Highlights from Beautiful Minds Wasted, The Economist
Thanks to my colleague, Jennifer Mannheim, ARNP , for passing along a recent article on autism and employment (The Economist, April 16, 2016 Beautiful Minds Wasted). As more and more children with autism become young adults, it offers a look at what happens after educational services end.
This article provides a global glimpse at the state of employment for those on the spectrum and is chock-full of sobering statistics:
- In 1970, 1 in 14, 000 children in the US were diagnosed with an ASD.
- In 2016, 1 in 68 children in the US were diagnosed with an ASD.
- In France, 90% of children with an ASD attend primary school but only 1% makes it to high school.
- In the US, less than 50% of students with an ASD graduate from high school.
- In the UK, 60% of teachers said they were unprepared to teach children with an ASD.
- In the UK, 12% of adults with HFA are employed and 2% of adults with “more challenging forms of ASD”.
- Globally, per the UN, 80% of adults on the spectrum are unemployed.
- In the US, 19% of adults with an ASD in their early 20s live independently away from their parents.
- 1 in 4 adults with an ASD report feeling isolated (have not seen friends or received a social invitation in the past year).
The article identified some of the employment challenges for those on the spectrum, including difficulty with the social aspects of the interview process, the often over stimulating work environment and adapting to changes in schedules and routines. On the other hand, strengths of some on the spectrum include intense focus and an eye for detail, enjoyment of repetitive tasks, dependability in following rules and routines.

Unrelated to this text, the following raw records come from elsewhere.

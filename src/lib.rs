//! Polygon-clipped raster analysis.
//!
//! A polygon selects a window of a raster; the window is read, masked to the
//! polygon and to valid data, and handed to one of the operators: cell
//! counts, summary statistics, weighted overlay, reclassification, pair
//! co-occurrence, or elevation-band vectorization on a worker pool.

pub mod aggregate;
pub mod config;
pub mod elevation;
pub mod error;
pub mod geometry;
pub mod grid;
pub mod mask;
pub mod pairs;
pub mod rasterize;
pub mod reader;
#[cfg(feature = "gdal")]
pub mod reproject;
pub mod sink;
pub mod trace;
pub mod transform;
pub mod window;

pub use aggregate::{
    count, extract_value_regions, reclassify, statistic_by_name, statistics, weighted_overlay,
    CellCount, Statistic, Substitution, Target,
};
pub use config::{ExtractionConfig, MaskOptions};
pub use elevation::{
    partition_bands, partition_grid, run_elevation_extraction, Band, BandOutcome, BandStatus,
    CancellationToken, ElevationExtractor, ExtractionReport,
};
pub use error::{ErrorKind, GeopError, Result};
pub use geometry::parse_geojson;
pub use grid::Grid;
pub use mask::{build_masked_grid, Modification};
pub use pairs::{count_pairs, PairCount, PairCounts};
pub use reader::{sample_at_point, MemoryRaster, RasterSource};
#[cfg(feature = "gdal")]
pub use reader::GdalRaster;
pub use sink::{ChannelSink, GeoJsonDirSink, MemorySink, OutputSink};
pub use trace::{BoundaryTracer, ChunkView, RegionTracer, TracedPolygon};
pub use transform::GeoTransform;
pub use window::{compute_window_and_transform, RasterDescriptor, Window};
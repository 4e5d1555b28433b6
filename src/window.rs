//! Pixel windows for polygon reads.
//!
//! A polygon only ever touches the part of a raster under its bounding box,
//! so reads are limited to that window. The window carries a one-pixel pad
//! on its lower-right edge so that float truncation of the bounds never cuts
//! off the last row or column, and the returned transform maps pixel `(0, 0)`
//! of the window back to world coordinates.

use geo::{MultiPolygon, Rect};

use crate::error::{GeopError, Result};
use crate::geometry::bounds;
use crate::transform::GeoTransform;

/// Half-open row and column ranges of a raster.
#[derive(Debug, Clone, Copy, PartialEq, Eq)]
pub struct Window {
    pub row_start: usize,
    pub row_end: usize,
    pub col_start: usize,
    pub col_end: usize,
}

impl Window {
    pub fn new(rows: (usize, usize), cols: (usize, usize)) -> Result<Self> {
        if rows.0 >= rows.1 || cols.0 >= cols.1 {
            return Err(GeopError::invalid_config(format!(
                "empty window rows {:?} cols {:?}",
                rows, cols
            )));
        }
        Ok(Self {
            row_start: rows.0,
            row_end: rows.1,
            col_start: cols.0,
            col_end: cols.1,
        })
    }

    pub fn height(&self) -> usize {
        self.row_end - self.row_start
    }

    pub fn width(&self) -> usize {
        self.col_end - self.col_start
    }

    /// `(rows, cols)`
    pub fn shape(&self) -> (usize, usize) {
        (self.height(), self.width())
    }

    pub fn fits(&self, raster: &RasterDescriptor) -> bool {
        self.row_end <= raster.height && self.col_end <= raster.width
    }
}

/// What a reader knows about a raster before reading any cells.
#[derive(Debug, Clone, PartialEq)]
pub struct RasterDescriptor {
    pub width: usize,
    pub height: usize,
    pub transform: GeoTransform,
    pub nodata: Option<f64>,
}

impl RasterDescriptor {
    pub fn new(width: usize, height: usize, transform: GeoTransform) -> Self {
        Self {
            width,
            height,
            transform,
            nodata: None,
        }
    }

    pub fn with_nodata(mut self, nodata: Option<f64>) -> Self {
        self.nodata = nodata;
        self
    }

    /// The window covering the whole raster.
    pub fn full_window(&self) -> Result<Window> {
        Window::new((0, self.height), (0, self.width))
    }

    pub fn is_nodata(&self, value: f64) -> bool {
        value.is_nan() || self.nodata.is_some_and(|nd| nd == value)
    }
}

/// Window of `raster` covering the bounding box of `geometry`, with the
/// transform of that window.
pub fn compute_window_and_transform(
    geometry: &MultiPolygon<f64>,
    raster: &RasterDescriptor,
) -> Result<(Window, GeoTransform)> {
    window_for_bounds(&bounds(geometry)?, raster)
}

/// Window of `raster` covering `rect`. Windows hanging over the raster edge
/// are clamped; windows entirely outside fail with `OutOfBounds`.
pub fn window_for_bounds(rect: &Rect<f64>, raster: &RasterDescriptor) -> Result<(Window, GeoTransform)> {
    let inverse = raster.transform.inverse()?;
    let (min, max) = (rect.min(), rect.max());

    let mut row_min = f64::INFINITY;
    let mut row_max = f64::NEG_INFINITY;
    let mut col_min = f64::INFINITY;
    let mut col_max = f64::NEG_INFINITY;
    for (x, y) in [(min.x, min.y), (min.x, max.y), (max.x, min.y), (max.x, max.y)] {
        let (col, row) = inverse.apply(x, y);
        row_min = row_min.min(row.floor());
        row_max = row_max.max(row.floor());
        col_min = col_min.min(col.floor());
        col_max = col_max.max(col.floor());
    }

    // Pad the lower-right corner by one pixel.
    let row_end = row_max + 1.0;
    let col_end = col_max + 1.0;

    let (height, width) = (raster.height as f64, raster.width as f64);
    if row_end <= 0.0 || col_end <= 0.0 || row_min >= height || col_min >= width {
        return Err(GeopError::out_of_bounds(
            format!(
                "rows {}..{} cols {}..{}",
                row_min, row_end, col_min, col_end
            ),
            format!("{}x{}", raster.height, raster.width),
        ));
    }

    let window = Window::new(
        (row_min.max(0.0) as usize, row_end.min(height) as usize),
        (col_min.max(0.0) as usize, col_end.min(width) as usize),
    )?;
    let shifted = raster
        .transform
        .shifted(window.row_start as f64, window.col_start as f64);

    Ok((window, shifted))
}

#[cfg(test)]
mod tests {
    use super::*;
    use geo::{coord, polygon};

    fn raster() -> RasterDescriptor {
        // 100 x 100 cells of 10 units, upper-left at (1000, 2000)
        RasterDescriptor::new(100, 100, GeoTransform::north_up(1000.0, 2000.0, 10.0, 10.0))
    }

    #[test]
    fn test_window_covers_bounds_with_pad() {
        let rect = Rect::new(coord! { x: 1025.0, y: 1945.0 }, coord! { x: 1072.0, y: 1978.0 });
        let (window, transform) = window_for_bounds(&rect, &raster()).unwrap();

        // rows: maxy 1978 -> row 2, miny 1945 -> row 5 (+1 pad)
        assert_eq!((window.row_start, window.row_end), (2, 6));
        // cols: minx 1025 -> col 2, maxx 1072 -> col 7 (+1 pad)
        assert_eq!((window.col_start, window.col_end), (2, 8));

        assert_eq!(transform.a, 10.0);
        assert_eq!(transform.e, -10.0);
        assert_eq!(transform.c, 1020.0);
        assert_eq!(transform.f, 1980.0);
    }

    #[test]
    fn test_window_extent_contains_bbox() {
        let desc = raster();
        let rects = [
            Rect::new(coord! { x: 1000.0, y: 1000.0 }, coord! { x: 2000.0, y: 2000.0 }),
            Rect::new(coord! { x: 1333.3, y: 1111.1 }, coord! { x: 1334.0, y: 1112.0 }),
            Rect::new(coord! { x: 1010.0, y: 1990.0 }, coord! { x: 1020.0, y: 1990.0 }),
        ];
        for rect in rects {
            let (window, transform) = window_for_bounds(&rect, &desc).unwrap();
            let (left, top) = transform.apply(0.0, 0.0);
            let (right, bottom) = transform.apply(window.width() as f64, window.height() as f64);
            assert!(left <= rect.min().x && right >= rect.max().x);
            assert!(bottom <= rect.min().y && top >= rect.max().y);
        }
    }

    #[test]
    fn test_partially_outside_is_clamped() {
        let rect = Rect::new(coord! { x: 950.0, y: 1950.0 }, coord! { x: 1015.0, y: 2050.0 });
        let (window, transform) = window_for_bounds(&rect, &raster()).unwrap();
        assert_eq!((window.row_start, window.col_start), (0, 0));
        assert_eq!((window.row_end, window.col_end), (6, 2));
        assert_eq!((transform.c, transform.f), (1000.0, 2000.0));
    }

    #[test]
    fn test_entirely_outside_fails() {
        let geom = MultiPolygon::new(vec![polygon![
            (x: 0.0, y: 0.0),
            (x: 10.0, y: 0.0),
            (x: 10.0, y: 10.0),
            (x: 0.0, y: 0.0)
        ]]);
        let err = compute_window_and_transform(&geom, &raster()).unwrap_err();
        assert!(matches!(err, GeopError::OutOfBounds { .. }));
    }

    #[test]
    fn test_nodata_detection() {
        let desc = raster().with_nodata(Some(-9999.0));
        assert!(desc.is_nodata(-9999.0));
        assert!(desc.is_nodata(f64::NAN));
        assert!(!desc.is_nodata(0.0));
    }
}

Also mentioned were employers throughout the world who have made efforts to assist employees with an ASD to be successful including Specialisterne, A Danish firm that offers training and help finding jobs, Kaien in Japan, AQA in Israel, Passwerk in Belgium, and Walgreens in the US.
The Economist cites lifetime cost of unemployment associated with an ASD (lifelong care, lack of output by such individuals and un/under employment by families who care for those who do not work) is cited as between 1.4-2.4 million dollars.
Depressing? Yes. Surprising? No. The world is still not capably or comprehensively providing services and supports for children with an ASD and their families. It is only beginning to see the massive wave of children now coming of age into adulthood. Our kids are not ready for the real world and the real world is not ready for them.